A few weeks ago, I was in Toronto for a three day workshop on leading remote teams. My staff is spread across the country, and that has been REALLY challenging, so I’ve been looking for inspiration on how to be more effective at it. Unfortunately, though, this was not the right course for me. Although I tried to make the best of it and struggled to find some takeaway knowledge that made the rather significant investment worth it, in the end I had to admit that it didn’t move me any further in my journey as a leader.

For one thing, it was targeted at leaders who are newer to it than I am (I’ve done this for 10 years already), and more specifically, leaders who work primarily in technical and production fields (task-oriented leadership – very different from my line of work).

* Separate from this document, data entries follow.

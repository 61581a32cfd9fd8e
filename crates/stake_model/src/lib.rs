//! Exact reward accrual model for the staking dashboard
//! Pure functions over one contract snapshot: no I/O, no floats in balance math

pub mod error;
pub mod math;
pub mod amount;
pub mod state;
pub mod accrual;
pub mod portfolio;
pub mod referral;
pub mod validation;

// Re-export commonly used types
pub use error::*;
pub use amount::*;
pub use state::*;
pub use accrual::*;
pub use portfolio::*;
pub use referral::*;
pub use validation::*;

On top of that, throughout most of the course, “remote teams” referred primarily to teams that you’re leading in other countries because your company has chosen to outsource to places where there is cheaper labour. That was a particular struggle for me, because some of my work (and personal passion) involves seeking justice for some of those people providing that cheap labour who are unable to feed their own families. (The last day of the course, just before catching an early flight, I couldn’t stand it anymore, and let flow a fairly strong response when someone implied that ‘we are saving the poor downtrodden masses by giving them jobs and teaching them the value of OUR culture over their own’.)

As I sat and doodled my way through the workshop, I realized that there was a deeper reason that none of it was resonating for me. I just wasn’t connecting with the instructor. It wasn’t just that he’d spent most of his career in the technical field and spoke a different “language” – it was deeper than that. On the last day, it finally occurred to me – he just wasn’t raising my level of trust, partly because he seemed to have less leadership experience than I do, but mostly because he didn’t seem REAL enough to me. Most of his stories were about general leadership ideas – few of them were about his own grappling with tough situations. He hadn’t even written his own material for the course – he was regurgitating someone else’s work. The bottom line was that he lacked authenticity.

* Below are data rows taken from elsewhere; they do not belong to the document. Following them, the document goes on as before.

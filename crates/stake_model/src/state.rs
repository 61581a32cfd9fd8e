//! Snapshot data model (mirror of the staking contract's read interface)

use crate::accrual::accrue;
use crate::amount::FixedPointAmount;
use crate::error::{ModelError, Result};
use serde::{Deserialize, Serialize};
use std::fmt;
use std::str::FromStr;

/// 20-byte account address, stored as lowercase `0x`-prefixed hex
#[derive(Clone, Debug, PartialEq, Eq, PartialOrd, Ord, Hash, Serialize, Deserialize)]
#[serde(try_from = "String", into = "String")]
pub struct Address(String);

impl Address {
    pub fn as_str(&self) -> &str {
        &self.0
    }
}

impl FromStr for Address {
    type Err = String;

    fn from_str(s: &str) -> core::result::Result<Self, Self::Err> {
        let hex = s
            .strip_prefix("0x")
            .or_else(|| s.strip_prefix("0X"))
            .ok_or_else(|| format!("address {:?} is missing the 0x prefix", s))?;

        if hex.len() != 40 || !hex.bytes().all(|b| b.is_ascii_hexdigit()) {
            return Err(format!("address {:?} is not 20 bytes of hex", s));
        }

        Ok(Address(format!("0x{}", hex.to_ascii_lowercase())))
    }
}

impl TryFrom<String> for Address {
    type Error = String;

    fn try_from(s: String) -> core::result::Result<Self, Self::Error> {
        s.parse()
    }
}

impl From<Address> for String {
    fn from(a: Address) -> Self {
        a.0
    }
}

impl fmt::Display for Address {
    fn fmt(&self, f: &mut fmt::Formatter<'_>) -> fmt::Result {
        f.write_str(&self.0)
    }
}

/// Reward tiers offered by the staking contract
#[derive(Copy, Clone, Debug, PartialEq, Eq, Hash, Serialize, Deserialize)]
pub enum PlanTier {
    Starter,
    Silver,
    Gold,
    Diamond,
}

impl PlanTier {
    pub const ALL: [PlanTier; 4] =
        [PlanTier::Starter, PlanTier::Silver, PlanTier::Gold, PlanTier::Diamond];

    pub fn from_index(index: u8) -> Option<Self> {
        Self::ALL.get(index as usize).copied()
    }

    pub fn index(self) -> u8 {
        match self {
            PlanTier::Starter => 0,
            PlanTier::Silver => 1,
            PlanTier::Gold => 2,
            PlanTier::Diamond => 3,
        }
    }

    pub fn display_name(self) -> &'static str {
        match self {
            PlanTier::Starter => "Starter",
            PlanTier::Silver => "Silver",
            PlanTier::Gold => "Gold",
            PlanTier::Diamond => "Diamond",
        }
    }
}

/// Reward tier definition, refreshed from the contract each poll
#[derive(Clone, Debug, PartialEq, Eq, Serialize, Deserialize)]
pub struct Plan {
    pub plan_index: u8,
    pub display_name: String,
    pub min_amount: FixedPointAmount,
    pub max_amount: FixedPointAmount,
    /// Reward per minute in units of 1/10000 of the principal
    pub reward_rate_per_minute: u64,
    pub total_raised: FixedPointAmount,
    pub total_reward_distributed: FixedPointAmount,
}

impl Plan {
    /// Build a plan, enforcing min <= max
    pub fn new(
        plan_index: u8,
        min_amount: FixedPointAmount,
        max_amount: FixedPointAmount,
        reward_rate_per_minute: u64,
        total_raised: FixedPointAmount,
        total_reward_distributed: FixedPointAmount,
    ) -> Result<Self> {
        if min_amount > max_amount {
            return Err(ModelError::InvalidAmount(format!(
                "plan {} minimum {} exceeds maximum {}",
                plan_index, min_amount, max_amount
            )));
        }

        let display_name = PlanTier::from_index(plan_index)
            .map(|t| t.display_name().to_string())
            .unwrap_or_else(|| format!("Plan {}", plan_index));

        Ok(Self {
            plan_index,
            display_name,
            min_amount,
            max_amount,
            reward_rate_per_minute,
            total_raised,
            total_reward_distributed,
        })
    }

    pub fn tier(&self) -> Option<PlanTier> {
        PlanTier::from_index(self.plan_index)
    }

    /// Check if an amount falls within [min_amount, max_amount]
    pub fn accepts(&self, amount: &FixedPointAmount) -> bool {
        *amount >= self.min_amount && *amount <= self.max_amount
    }

    /// Reward one minute of accrual yields on `principal`
    pub fn reward_per_minute(&self, principal: &FixedPointAmount) -> Result<FixedPointAmount> {
        accrue(principal, self.reward_rate_per_minute, 1)
    }

    /// Reward `minutes` of uninterrupted accrual yields on `principal`
    ///
    /// Used for the per-hour / per-day projections on the plan cards.
    pub fn projected_reward(
        &self,
        principal: &FixedPointAmount,
        minutes: u64,
    ) -> Result<FixedPointAmount> {
        accrue(principal, self.reward_rate_per_minute, minutes)
    }
}

/// One on-chain contribution into a plan
#[derive(Clone, Debug, PartialEq, Eq, Serialize, Deserialize)]
pub struct Position {
    pub plan_index: u8,
    pub principal: FixedPointAmount,
    /// Only ever grows, via confirmed claims
    pub reward_claimed_so_far: FixedPointAmount,
    /// Seconds since epoch; only moves forward
    pub last_claim_timestamp: u64,
    pub position_index: u32,
}

/// A user's full state for one refresh cycle
///
/// Rebuilt wholesale from contract reads every cycle, never patched.
#[derive(Clone, Debug, Default, PartialEq, Eq, Serialize, Deserialize)]
pub struct UserPortfolio {
    /// Contract-reported; authoritative over the positions' sum
    pub total_contribution: FixedPointAmount,
    pub total_claimed_reward: FixedPointAmount,
    pub total_level_income: FixedPointAmount,
    pub positions: Vec<Position>,
    pub contribution_count: u32,
    pub exists: bool,
}

impl UserPortfolio {
    pub fn has_invested(&self) -> bool {
        self.contribution_count > 0
    }

    /// Exact sum of every loaded position's principal
    pub fn positions_principal(&self) -> Result<FixedPointAmount> {
        FixedPointAmount::checked_sum(self.positions.iter().map(|p| &p.principal))
    }

    /// Returns (contract_total, summed_positions) when they disagree
    ///
    /// Only meaningful when every position has been loaded.
    pub fn contribution_mismatch(&self) -> Result<Option<(FixedPointAmount, FixedPointAmount)>> {
        let summed = self.positions_principal()?;
        if summed == self.total_contribution {
            Ok(None)
        } else {
            Ok(Some((self.total_contribution, summed)))
        }
    }
}

/// One downline member as shown in the team view
#[derive(Clone, Debug, PartialEq, Eq, Serialize, Deserialize)]
pub struct ReferralMember {
    pub address: Address,
    /// 1 = direct referral
    pub level: u8,
    /// Always equals contribution_count > 0
    pub has_invested: bool,
    pub total_investment: FixedPointAmount,
    pub contribution_count: u32,
}

impl ReferralMember {
    pub fn from_portfolio(address: Address, level: u8, portfolio: &UserPortfolio) -> Self {
        Self {
            address,
            level,
            has_invested: portfolio.has_invested(),
            total_investment: portfolio.total_contribution,
            contribution_count: portfolio.contribution_count,
        }
    }

    /// Record for a member whose portfolio could not be read
    pub fn degraded(address: Address, level: u8) -> Self {
        Self {
            address,
            level,
            has_invested: false,
            total_investment: FixedPointAmount::ZERO,
            contribution_count: 0,
        }
    }
}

When I got back to the office, I found a package on my desk. The book I’d ordered (based on my friend Susan’s recommendation) had arrived… THE AUTHENTIC LEADER! How appropriate!

This past weekend, I devoured the book like an addict looking for a fix (or a frustrated leader looking for inspiration). It was EXACTLY what I needed. I can hardly describe what this book did to me. It fed those hungry places inside me. It inspired me, yes… but more importantly, I think, it affirmed me. It made me stop and realize that “Damn it – I’m on the right track after all! I don’t need expensive workshops to teach me new techniques! I just need to keep going deeper in my path toward authenticity.”

“Simply put, being an authentic leader is synonymous with being oneself. It is that simple, but it is also that difficult. When deciding to lead, be true to self. Being true to self is being in a most powerful place. The power in leadership is not in being right, but in being real.”

I’ve read a lot of leadership books, and I’ve used many of them in teaching leadership workshops, but this is one of the first that I’ve read that made me feel so affirmed while still inspiring me on to greater heights. Often, when you read a leadership book, at first you feel inspired and excited, but then reality sinks in and you realize “I can NEVER meet those unrealistic expectations! I’ll NEVER be an effective leader!” I remember teaching a workshop once, based on “The Leadership Challenge” (a great book, but with some REALLY high expectations), and saying to the participants “this part right here? Ignore it. It is basically impossible and unrealistic and borderline STUPID. Don’t even bother trying it because you will set yourself and your team up for failure. Set more realistic goals than this if you want to succeed.” The workshop participants breathed a collective sigh of relief. I don’t think anyone had every told them to “ignore something the book/authority says” before.

This book is very different from that. It teaches that the road to more effective leadership is the road to authenticity. Spend LESS time trying to figure out the right techniques and skills for being a good leader and MORE time trying to figure out how to be authentic and how to inspire others to do the same. “An authentic journey is a path to finding your voice, to discovering your highest aspirations and purpose, to living an honest life, and to bringing your passions and gifts to the world in the form of service of others. … We see the ultimate purpose of leadership as finding and following one’s own authentic voice and then inspiring and supporting other people to find and follow theirs.”

This is the kind of book that everyone should read. If the term “leader” scares you, it shouldn’t. It’s not about positional leadership, but more about people who feel some kind of calling to inspire others and make a difference in the world. (One of the authors, David Irvine, has written another book called “Becoming Real: Journey to Authenticity”, which I assume is equally good and less about leadership, if that’s what you’re looking for. I’ve also read another book of his called “Simple Living in a Complex World”, which had a pretty profound effect on me 10 years ago.)

Though I recognized it at the time, it was good to have further affirmation that my bold step a couple of months ago was EXACTLY what my team needed. Now I just have to keep plugging away at it to make sure I don’t lose the momentum.